Dorsey Garret, a retired construction foreman, was working the day in 1971 when Winfield Dunham fell from a crossbeam being erected in the Steel Works department.

“Ben was 61,” said Garret, describing himself as one of the “young pups” working back then even though he’d turned 31 a few weeks earlier. “He was given the job of going up on the roof — they considered that a task for the older vets to do. He fell, probably 40 or 45 feet, landing on (the exposed rails and other materials that had been brought in for) a new railroad spur being put in.”

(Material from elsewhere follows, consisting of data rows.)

#[cfg(test)]
mod tests {
    use super::*;
    use crate::{
        core::error::SecurityError,
        protocol::{self, ConfigRequest, ConfigResponse, endpoints},
        transport::MockDevice,
    };
    use pretty_assertions::assert_eq;

    const POP: &str = "abcd1234";
    const TIMEOUT: Duration = Duration::from_secs(1);

    fn session(device: &MockDevice, security: Security) -> Session<MockDevice> {
        Session::new(Arc::new(device.clone()), security, TIMEOUT)
    }

    async fn get_status(session: &Session<MockDevice>) -> SessionResult<ConfigResponse> {
        let payload = protocol::encode(&ConfigRequest::GetStatus).unwrap();
        let reply = session.request(endpoints::PROV_CONFIG, &payload).await?;
        Ok(protocol::decode(&reply).unwrap())
    }

    #[test]
    fn test_state_machine_transitions() {
        let mut sm = SessionStateMachine::new();
        assert_eq!(sm.state(), SessionState::Uninitialized);

        assert_eq!(sm.begin_handshake(), Ok(true));
        assert_eq!(sm.state(), SessionState::Handshaking);

        sm.complete_handshake();
        assert_eq!(sm.state(), SessionState::Established);
        assert_eq!(sm.begin_handshake(), Ok(false));

        assert!(sm.close());
        assert!(!sm.close());
        assert_eq!(sm.begin_handshake(), Err(SessionError::Closed));

        // A close during the handshake wins
        let mut sm = SessionStateMachine::new();
        sm.begin_handshake().unwrap();
        sm.close();
        sm.complete_handshake();
        assert_eq!(sm.state(), SessionState::Closed);
    }

    #[tokio::test]
    async fn test_request_before_establish_does_no_io() {
        let device = MockDevice::sec1(POP);
        let session = session(&device, Security::proof_of_possession(POP));

        let err = session.request(endpoints::PROV_CONFIG, b"anything").await;

        assert_eq!(err, Err(SessionError::NotEstablished));
        assert_eq!(device.request_count(), 0);
    }

    #[tokio::test]
    async fn test_establish_sec0() {
        let device = MockDevice::sec0();
        let session = session(&device, Security::unsecured());

        session.establish().await.unwrap();
        assert!(session.is_established().await);

        let response = get_status(&session).await.unwrap();
        assert!(response.status().is_success());
    }

    #[tokio::test]
    async fn test_establish_sec1_and_request() {
        let device = MockDevice::sec1(POP);
        let session = session(&device, Security::proof_of_possession(POP));

        session.establish().await.unwrap();
        assert_eq!(session.state().await, SessionState::Established);

        for _ in 0..3 {
            let response = get_status(&session).await.unwrap();
            assert!(response.status().is_success());
        }

        // Re-establishing is a no-op
        let before = device.request_count();
        session.establish().await.unwrap();
        assert_eq!(device.request_count(), before);
    }

    #[tokio::test]
    async fn test_wrong_pop_never_establishes() {
        let device = MockDevice::sec1(POP);
        let session = session(&device, Security::proof_of_possession("00000000"));

        let err = session.establish().await;
        assert_eq!(
            err,
            Err(SessionError::Security(SecurityError::AuthFailed))
        );
        assert_eq!(session.state().await, SessionState::Closed);

        let requests = device.request_count();
        assert_eq!(
            session.request(endpoints::PROV_CONFIG, b"x").await,
            Err(SessionError::NotEstablished)
        );
        assert_eq!(device.request_count(), requests);

        // Not retried
        assert_eq!(session.establish().await, Err(SessionError::Closed));
    }

    #[tokio::test]
    async fn test_transport_disconnect_closes_session() {
        let device = MockDevice::sec0();
        let session = session(&device, Security::unsecured());
        session.establish().await.unwrap();

        device.disconnect_now().await;
        tokio::time::sleep(Duration::from_millis(20)).await;

        assert_eq!(session.state().await, SessionState::Closed);
        assert_eq!(
            session.request(endpoints::PROV_CONFIG, b"x").await,
            Err(SessionError::NotEstablished)
        );
    }

    #[tokio::test]
    async fn test_disconnect_fails_in_flight_request_once() {
        let device = MockDevice::sec1(POP);
        let session = Arc::new(session(&device, Security::proof_of_possession(POP)));
        session.establish().await.unwrap();
        device.set_reply_delay(Duration::from_millis(500)).await;

        let in_flight = {
            let session = session.clone();
            tokio::spawn(async move { get_status(&session).await })
        };
        tokio::time::sleep(Duration::from_millis(50)).await;
        device.disconnect_now().await;

        assert_eq!(
            in_flight.await.unwrap(),
            Err(SessionError::Transport(TransportError::Disconnected))
        );
        assert_eq!(session.state().await, SessionState::Closed);
    }

    #[tokio::test]
    async fn test_concurrent_requests_are_serialized() {
        let device = MockDevice::sec1(POP);
        let session = Arc::new(session(&device, Security::proof_of_possession(POP)));
        session.establish().await.unwrap();
        device.set_reply_delay(Duration::from_millis(10)).await;

        let tasks: Vec<_> = (0..4)
            .map(|_| {
                let session = session.clone();
                tokio::spawn(async move { get_status(&session).await })
            })
            .collect();

        for task in tasks {
            assert!(task.await.unwrap().is_ok());
        }
        assert!(session.is_established().await);
    }

    #[tokio::test]
    async fn test_sec0_timeout_keeps_session_open() {
        let device = MockDevice::sec0();
        let session = session(&device, Security::unsecured());
        session.establish().await.unwrap();
        device.set_reply_delay(Duration::from_secs(5)).await;

        let err = tokio::time::timeout(Duration::from_secs(3), get_status(&session))
            .await
            .unwrap();

        assert_eq!(err, Err(SessionError::Transport(TransportError::Timeout)));
        assert!(session.is_established().await);
    }

    #[tokio::test]
    async fn test_sec1_timeout_closes_session() {
        let device = MockDevice::sec1(POP);
        let session = Session::new(
            Arc::new(device.clone()),
            Security::proof_of_possession(POP),
            Duration::from_millis(100),
        );
        session.establish().await.unwrap();
        device.set_reply_delay(Duration::from_millis(300)).await;

        assert_eq!(
            get_status(&session).await,
            Err(SessionError::Transport(TransportError::Timeout))
        );
        assert_eq!(session.state().await, SessionState::Closed);

        device.set_reply_delay(Duration::ZERO).await;
        let requests = device.request_count();
        assert_eq!(
            get_status(&session).await,
            Err(SessionError::NotEstablished)
        );
        assert_eq!(device.request_count(), requests);
    }

    #[tokio::test]
    async fn test_sec1_transport_error_closes_session() {
        let device = MockDevice::sec1(POP);
        let session = session(&device, Security::proof_of_possession(POP));
        session.establish().await.unwrap();

        // Unknown to the device
        let err = session.request("no-such-endpoint", b"x").await;

        assert!(matches!(err, Err(SessionError::Transport(_))));
        assert_eq!(session.state().await, SessionState::Closed);
    }

    #[tokio::test]
    async fn test_cancelled_sec1_request_closes_session() {
        let device = MockDevice::sec1(POP);
        let session = session(&device, Security::proof_of_possession(POP));
        session.establish().await.unwrap();
        device.set_reply_delay(Duration::from_millis(300)).await;

        let cancelled = tokio::time::timeout(Duration::from_millis(50), get_status(&session)).await;
        assert!(cancelled.is_err());
        device.set_reply_delay(Duration::ZERO).await;

        assert_eq!(
            get_status(&session).await,
            Err(SessionError::NotEstablished)
        );
        assert_eq!(session.state().await, SessionState::Closed);
    }

    #[tokio::test]
    async fn test_explicit_close() {
        let device = MockDevice::sec0();
        let session = session(&device, Security::unsecured());
        session.establish().await.unwrap();

        session.close().await;

        assert_eq!(session.state().await, SessionState::Closed);
        assert!(device.is_connected());
    }
}
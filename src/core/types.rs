//! Domain types for WiFi provisioning

use std::collections::{BTreeMap, BTreeSet};

use serde::{Deserialize, Serialize};

use crate::core::error::ScanError;

/// Authentication mode advertised by an access point
#[derive(Debug, Clone, Copy, PartialEq, Eq, Hash, Serialize, Deserialize)]
#[serde(rename_all = "snake_case")]
#[repr(u8)]
pub enum WifiAuthMode {
    Open = 0,
    Wep = 1,
    WpaPsk = 2,
    Wpa2Psk = 3,
    WpaWpa2Psk = 4,
    Wpa2Enterprise = 5,
    Wpa3Psk = 6,
    Wpa2Wpa3Psk = 7,
}

impl TryFrom<u8> for WifiAuthMode {
    type Error = ();

    fn try_from(value: u8) -> Result<Self, <Self as TryFrom<u8>>::Error> {
        match value {
            0 => Ok(WifiAuthMode::Open),
            1 => Ok(WifiAuthMode::Wep),
            2 => Ok(WifiAuthMode::WpaPsk),
            3 => Ok(WifiAuthMode::Wpa2Psk),
            4 => Ok(WifiAuthMode::WpaWpa2Psk),
            5 => Ok(WifiAuthMode::Wpa2Enterprise),
            6 => Ok(WifiAuthMode::Wpa3Psk),
            7 => Ok(WifiAuthMode::Wpa2Wpa3Psk),
            _ => Err(()),
        }
    }
}

impl From<WifiAuthMode> for u8 {
    fn from(mode: WifiAuthMode) -> Self {
        mode as u8
    }
}

/// Coarse signal quality bucket
#[derive(Debug, Clone, Copy, PartialEq, Eq)]
pub enum SignalStrength {
    Strong,
    Good,
    Fair,
    Weak,
}

impl SignalStrength {
    pub fn from_rssi(rssi: i8) -> Self {
        match rssi {
            r if r > -50 => SignalStrength::Strong,
            r if r > -60 => SignalStrength::Good,
            r if r > -67 => SignalStrength::Fair,
            _ => SignalStrength::Weak,
        }
    }
}

/// Access point reported by the device's scan
#[derive(Debug, Clone, PartialEq, Eq, Serialize, Deserialize)]
pub struct WifiScanResult {
    pub ssid: String,
    pub bssid: Vec<u8>,
    /// Signal strength in dBm, always within -128..=0
    pub rssi: i8,
    pub channel: u8,
    pub auth: WifiAuthMode,
}

impl WifiScanResult {
    /// BSSID formatted as colon separated hex
    pub fn bssid_string(&self) -> String {
        self.bssid
            .iter()
            .map(|b| hex::encode([*b]))
            .collect::<Vec<_>>()
            .join(":")
    }

    pub fn signal_strength(&self) -> SignalStrength {
        SignalStrength::from_rssi(self.rssi)
    }

    pub fn is_open(&self) -> bool {
        self.auth == WifiAuthMode::Open
    }
}

/// Credentials pushed to the device
#[derive(Debug, Clone, PartialEq, Eq, Default)]
pub struct WifiConfig {
    pub ssid: String,
    pub passphrase: String,
    /// Optional application specific key/value configuration
    pub extra: Option<BTreeMap<String, String>>,
}

/// Why the device failed to join the target network
#[derive(Debug, Clone, Copy, PartialEq, Eq, Serialize, Deserialize)]
pub enum ConnectFailReason {
    AuthError,
    NetworkNotFound,
    Other(u8),
}

/// Station state of the device's WiFi interface
#[derive(Debug, Clone, Copy, PartialEq, Eq, Serialize, Deserialize)]
pub enum WifiStationState {
    Connecting,
    Connected,
    Disconnected,
    ConnectionFailed(ConnectFailReason),
}

impl WifiStationState {
    /// `Disconnected` is not terminal: some firmware reports it while retrying
    pub fn is_terminal(&self) -> bool {
        matches!(
            self,
            WifiStationState::Connected | WifiStationState::ConnectionFailed(_)
        )
    }
}

/// Capability tokens advertised by the device
#[derive(Debug, Clone, PartialEq, Eq, Default)]
pub struct DeviceCapabilities(BTreeSet<String>);

impl DeviceCapabilities {
    pub const WIFI_SCAN: &'static str = "wifi_scan";
    pub const NO_POP: &'static str = "no_pop";
    pub const NO_SEC: &'static str = "no_sec";

    pub fn contains(&self, token: &str) -> bool {
        self.0.contains(token)
    }

    pub fn is_empty(&self) -> bool {
        self.0.is_empty()
    }

    pub fn iter(&self) -> impl Iterator<Item = &str> {
        self.0.iter().map(String::as_str)
    }
}

impl<S: Into<String>> FromIterator<S> for DeviceCapabilities {
    fn from_iter<I: IntoIterator<Item = S>>(iter: I) -> Self {
        Self(iter.into_iter().map(Into::into).collect())
    }
}

/// Raw payload returned by the version endpoint
#[derive(Debug, Clone, PartialEq)]
pub enum VersionPayload {
    /// JSON document with version and capability information
    Structured(serde_json::Value),
    /// Legacy firmware answering with a bare "success"
    Legacy(String),
    /// Anything else
    Unparseable(String),
}

/// Parsed result of the version query
#[derive(Debug, Clone, PartialEq)]
pub struct VersionInfo {
    pub payload: VersionPayload,
    pub version: Option<String>,
    pub capabilities: DeviceCapabilities,
    /// Always ask for a passphrase, even for open networks
    pub force_authentication: bool,
}

impl VersionInfo {
    /// Whether a WiFi scan should be attempted against this device
    pub fn should_scan(&self) -> bool {
        match self.payload {
            VersionPayload::Structured(_) => {
                self.capabilities.contains(DeviceCapabilities::WIFI_SCAN)
            }
            VersionPayload::Legacy(_) | VersionPayload::Unparseable(_) => true,
        }
    }

    /// Whether a passphrase must be requested before joining `network`
    pub fn requires_passphrase(&self, network: &WifiScanResult) -> bool {
        !network.is_open() || self.force_authentication
    }

    /// Whether the device expects a non-empty proof of possession
    ///
    /// Only structured version info can waive it, through `no_pop` or `no_sec`.
    pub fn requires_pop(&self) -> bool {
        match self.payload {
            VersionPayload::Structured(_) => {
                !self.capabilities.contains(DeviceCapabilities::NO_POP)
                    && !self.capabilities.contains(DeviceCapabilities::NO_SEC)
            }
            VersionPayload::Legacy(_) | VersionPayload::Unparseable(_) => true,
        }
    }

    /// Whether the device accepts unsecured (`sec0`) sessions
    ///
    /// Devices without structured version info are given the benefit of the
    /// doubt.
    pub fn allows_unsecured(&self) -> bool {
        match self.payload {
            VersionPayload::Structured(_) => self.capabilities.contains(DeviceCapabilities::NO_SEC),
            VersionPayload::Legacy(_) | VersionPayload::Unparseable(_) => true,
        }
    }
}

/// Accumulated scan results, keyed by SSID
///
/// A failed scan and a scan without results look the same to the caller: empty
/// results, with the failure attached as a diagnostic.
#[derive(Debug, Clone, PartialEq, Eq, Default)]
pub struct ScanOutcome {
    pub results: BTreeMap<String, WifiScanResult>,
    pub error: Option<ScanError>,
}

impl ScanOutcome {
    pub fn failed(error: ScanError) -> Self {
        Self {
            results: BTreeMap::new(),
            error: Some(error),
        }
    }

    /// Caller should fall back to manual SSID entry
    pub fn needs_manual_entry(&self) -> bool {
        self.results.is_empty()
    }
}

/// Acknowledgement of a configuration or apply request
#[derive(Debug, Clone, Copy, PartialEq, Eq)]
pub struct ApplyAck {
    pub status: crate::protocol::Status,
}

/// Session lifecycle states
#[derive(Debug, Clone, Copy, PartialEq, Eq)]
pub enum SessionState {
    Uninitialized,
    Handshaking,
    Established,
    Closed,
}

/// Session identifier used for log correlation
#[derive(Debug, Clone, Copy, PartialEq, Eq, Hash)]
pub struct SessionId(uuid::Uuid);

impl SessionId {
    pub fn new() -> Self {
        Self(uuid::Uuid::new_v4())
    }
}

impl Default for SessionId {
    fn default() -> Self {
        Self::new()
    }
}

impl std::fmt::Display for SessionId {
    fn fmt(&self, f: &mut std::fmt::Formatter<'_>) -> std::fmt::Result {
        write!(f, "{}", self.0)
    }
}

#[cfg(test)]
mod tests {
    use super::*;

    fn network(auth: WifiAuthMode, rssi: i8) -> WifiScanResult {
        WifiScanResult {
            ssid: "Net".into(),
            bssid: vec![0xaa, 0xbb, 0xcc, 0x01, 0x02, 0x03],
            rssi,
            channel: 6,
            auth,
        }
    }

    #[test]
    fn test_auth_mode_conversion() {
        assert_eq!(WifiAuthMode::try_from(3), Ok(WifiAuthMode::Wpa2Psk));
        assert_eq!(u8::from(WifiAuthMode::Wpa2Wpa3Psk), 7);
        assert!(WifiAuthMode::try_from(8).is_err());
    }

    #[test]
    fn test_signal_strength_thresholds() {
        assert_eq!(SignalStrength::from_rssi(-40), SignalStrength::Strong);
        assert_eq!(SignalStrength::from_rssi(-50), SignalStrength::Good);
        assert_eq!(SignalStrength::from_rssi(-66), SignalStrength::Fair);
        assert_eq!(SignalStrength::from_rssi(-67), SignalStrength::Weak);
    }

    #[test]
    fn test_bssid_string() {
        assert_eq!(
            network(WifiAuthMode::Open, -40).bssid_string(),
            "aa:bb:cc:01:02:03"
        );
    }

    #[test]
    fn test_terminal_states() {
        assert!(WifiStationState::Connected.is_terminal());
        assert!(WifiStationState::ConnectionFailed(ConnectFailReason::AuthError).is_terminal());
        assert!(!WifiStationState::Connecting.is_terminal());
        assert!(!WifiStationState::Disconnected.is_terminal());
    }

    #[test]
    fn test_requires_passphrase() {
        let mut info = VersionInfo {
            payload: VersionPayload::Legacy("success".into()),
            version: None,
            capabilities: DeviceCapabilities::default(),
            force_authentication: false,
        };

        assert!(!info.requires_passphrase(&network(WifiAuthMode::Open, -40)));
        assert!(info.requires_passphrase(&network(WifiAuthMode::Wpa2Psk, -40)));

        info.force_authentication = true;
        assert!(info.requires_passphrase(&network(WifiAuthMode::Open, -40)));
    }

    #[test]
    fn test_should_scan_gating() {
        let structured = VersionInfo {
            payload: VersionPayload::Structured(serde_json::json!({})),
            version: None,
            capabilities: DeviceCapabilities::default(),
            force_authentication: false,
        };
        assert!(!structured.should_scan());

        let with_scan = VersionInfo {
            capabilities: ["wifi_scan"].into_iter().collect(),
            ..structured
        };
        assert!(with_scan.should_scan());
    }

    #[test]
    fn test_security_capabilities() {
        let structured = |caps: &[&str]| VersionInfo {
            payload: VersionPayload::Structured(serde_json::json!({})),
            version: Some("v1.1".into()),
            capabilities: caps.iter().copied().collect(),
            force_authentication: false,
        };

        let plain = structured(&["wifi_scan"]);
        assert!(plain.requires_pop());
        assert!(!plain.allows_unsecured());

        let no_pop = structured(&["wifi_scan", "no_pop"]);
        assert!(!no_pop.requires_pop());
        assert!(!no_pop.allows_unsecured());

        let no_sec = structured(&["no_sec"]);
        assert!(!no_sec.requires_pop());
        assert!(no_sec.allows_unsecured());

        let legacy = VersionInfo {
            payload: VersionPayload::Legacy("success".into()),
            version: None,
            capabilities: DeviceCapabilities::default(),
            force_authentication: false,
        };
        assert!(legacy.requires_pop());
        assert!(legacy.allows_unsecured());
    }
}
//! Secure channel establishment and payload protection
//!
//! Two schemes are supported: `sec0` exchanges a single hello and leaves
//! payloads in the clear, `sec1` runs an X25519 key exchange bound to a proof
//! of possession and seals every payload with ChaCha20-Poly1305.

pub mod cipher;
pub mod sec0;
pub mod sec1;

use std::time::Duration;

use tracing::debug;
use trait_variant::make;

use crate::{
    core::error::{SecurityError, SecurityResult},
    protocol::{self, SessionRequest, SessionResponse, endpoints},
    transport::Transport,
};

pub use {
    cipher::{Role, SessionCipher},
    sec0::Sec0,
    sec1::{Sec1, derive_session_key},
};

/// Handshake and per-payload protection over a transport
#[make(Send)]
pub trait SecureChannel: Send + Sync {
    /// Run the handshake against the device's session endpoint
    async fn handshake<T: Transport>(&mut self, transport: &T, timeout: Duration) -> SecurityResult<()>;

    fn encrypt(&mut self, plaintext: &[u8]) -> SecurityResult<Vec<u8>>;

    fn decrypt(&mut self, ciphertext: &[u8]) -> SecurityResult<Vec<u8>>;
}

/// Security scheme identifiers as exchanged with the device
#[derive(Debug, Clone, Copy, PartialEq, Eq)]
pub enum SecurityScheme {
    Sec0,
    Sec1,
}

impl TryFrom<u8> for SecurityScheme {
    type Error = u8;

    fn try_from(value: u8) -> Result<Self, Self::Error> {
        match value {
            0 => Ok(SecurityScheme::Sec0),
            1 => Ok(SecurityScheme::Sec1),
            other => Err(other),
        }
    }
}

/// Security selected for a session
#[derive(Debug)]
pub enum Security {
    Unsecured(Sec0),
    ProofOfPossession(Sec1),
}

impl Security {
    pub fn unsecured() -> Self {
        Security::Unsecured(Sec0::new())
    }

    pub fn proof_of_possession(pop: impl AsRef<[u8]>) -> Self {
        Security::ProofOfPossession(Sec1::new(pop))
    }

    /// Build the security for `scheme`; the PoP is ignored for `sec0`
    ///
    /// `sec1` needs a PoP, which may be empty for devices that advertise
    /// `no_pop`.
    pub fn for_scheme(scheme: SecurityScheme, pop: Option<&str>) -> SecurityResult<Self> {
        match (scheme, pop) {
            (SecurityScheme::Sec0, _) => Ok(Self::unsecured()),
            (SecurityScheme::Sec1, Some(pop)) => Ok(Self::proof_of_possession(pop)),
            (SecurityScheme::Sec1, None) => Err(SecurityError::MissingProofOfPossession),
        }
    }

    pub fn scheme(&self) -> SecurityScheme {
        match self {
            Security::Unsecured(_) => SecurityScheme::Sec0,
            Security::ProofOfPossession(_) => SecurityScheme::Sec1,
        }
    }
}

impl SecureChannel for Security {
    async fn handshake<T: Transport>(&mut self, transport: &T, timeout: Duration) -> SecurityResult<()> {
        match self {
            Security::Unsecured(sec) => sec.handshake(transport, timeout).await,
            Security::ProofOfPossession(sec) => sec.handshake(transport, timeout).await,
        }
    }

    fn encrypt(&mut self, plaintext: &[u8]) -> SecurityResult<Vec<u8>> {
        match self {
            Security::Unsecured(sec) => sec.encrypt(plaintext),
            Security::ProofOfPossession(sec) => sec.encrypt(plaintext),
        }
    }

    fn decrypt(&mut self, ciphertext: &[u8]) -> SecurityResult<Vec<u8>> {
        match self {
            Security::Unsecured(sec) => sec.decrypt(ciphertext),
            Security::ProofOfPossession(sec) => sec.decrypt(ciphertext),
        }
    }
}

/// One handshake round trip on the session endpoint
async fn session_round_trip<T: Transport>(
    transport: &T,
    request: &SessionRequest,
    timeout: Duration,
) -> SecurityResult<SessionResponse> {
    let payload =
        protocol::encode(request).map_err(|e| SecurityError::HandshakeMalformed(e.to_string()))?;

    let reply = transport
        .send_receive(endpoints::PROV_SESSION, &payload, timeout)
        .await?;
    debug!("Handshake reply: {} bytes", reply.len());

    protocol::decode(&reply).map_err(|e| SecurityError::HandshakeMalformed(e.to_string()))
}

#[cfg(test)]
mod tests {
    use super::*;
    use crate::{core::error::TransportError, transport::MockDevice};

    #[test]
    fn test_scheme_from_u8() {
        assert_eq!(SecurityScheme::try_from(0), Ok(SecurityScheme::Sec0));
        assert_eq!(SecurityScheme::try_from(1), Ok(SecurityScheme::Sec1));
        assert_eq!(SecurityScheme::try_from(2), Err(2));
    }

    #[test]
    fn test_for_scheme() {
        let sec0 = Security::for_scheme(SecurityScheme::Sec0, None).unwrap();
        assert_eq!(sec0.scheme(), SecurityScheme::Sec0);

        let sec1 = Security::for_scheme(SecurityScheme::Sec1, Some("")).unwrap();
        assert_eq!(sec1.scheme(), SecurityScheme::Sec1);

        assert!(matches!(
            Security::for_scheme(SecurityScheme::Sec1, None),
            Err(SecurityError::MissingProofOfPossession)
        ));
    }

    #[tokio::test]
    async fn test_handshake_surfaces_transport_errors() {
        let device = MockDevice::sec1("abcd1234");
        device.disconnect_now().await;

        let mut security = Security::proof_of_possession("abcd1234");
        let err = security
            .handshake(&device, Duration::from_secs(1))
            .await
            .unwrap_err();

        assert_eq!(err, SecurityError::Transport(TransportError::Disconnected));
    }
}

Dunham died the following day.

“He was a massive man,” Garret said. “I worked with a lot of men with colorful nicknames,” he said. “To this day, I couldn’t tell you what all their real names were.

“I just want to thank Big Ben and all the other vets on behalf of all the young pups, for schooling us and teaching us all how to make a living.”

Richard Campoli, controller for USA Finance and the son of a steelworker, told the crowd the workers listed on the memorial “were not just names, they were all special individuals with family, friends and colleagues who came in to work with thoughts of going home. Unfortunately, they didn’t go home.”

Campoli said their deaths “involved molten metals, crushing injuries, falls, explosions, even a plane crash.”

“Now, you have a plant with over half of the employees (new hires),” he said, saying its incumbent on management and union to “take the opportunity to engage them in safety programming and training.

“Look to the lessons learned from those who have passed and look for the safest way going forward and doing (your) jobs.”

Glyptis said on-the-job fatalities “should never happen in any plant, it should never happen here, and we’ll do our very best to make sure it doesn’t happen again.”

“May we never forget,” Curtis added. “And may we say a prayer for the ones who work today.”

Steubenville’s memorial service, held in front of the steelworker statue across from the library on South Fourth Street, brought together many of Local 1190’s leaders from over the years.

“It’s a remembrance for our forefathers who lost their lives and got maimed,” said organizer Carmen DeStefano, at one time the president of Local 1190. “They built this facility, they built this union. We’re just paying tribute to the people who lost their lives and were maimed at Wheeling-Pitt over the years. We don’t want to forget them.”

The crowd that assembled also used the occasion to memorialize the late Santo Santoro, longtime union leader who died in July after a two-year battle with pancreatic cancer. In addition to serving as president of Local 1190, Santoro also had been a USW district representative. Santoro’s wife, Kathy, daughter Dr. Kimberly Miller, son Kevin, brother Joe and nephew, Robbie, were in attendance.

“Family, that’s what we’re about,” Kathy Santoro said before the service. “And you guys are an extension of ours.”

USW staff representative John Saunders said Wheeling-Pitt had been a great place to work.

“Look at what we made here, the lifestyle it produced,” he said. “This was a good company when it was Wheeling-Pitt. People made a great living, it was a good place to work. Friendships may be all we’ve got left.”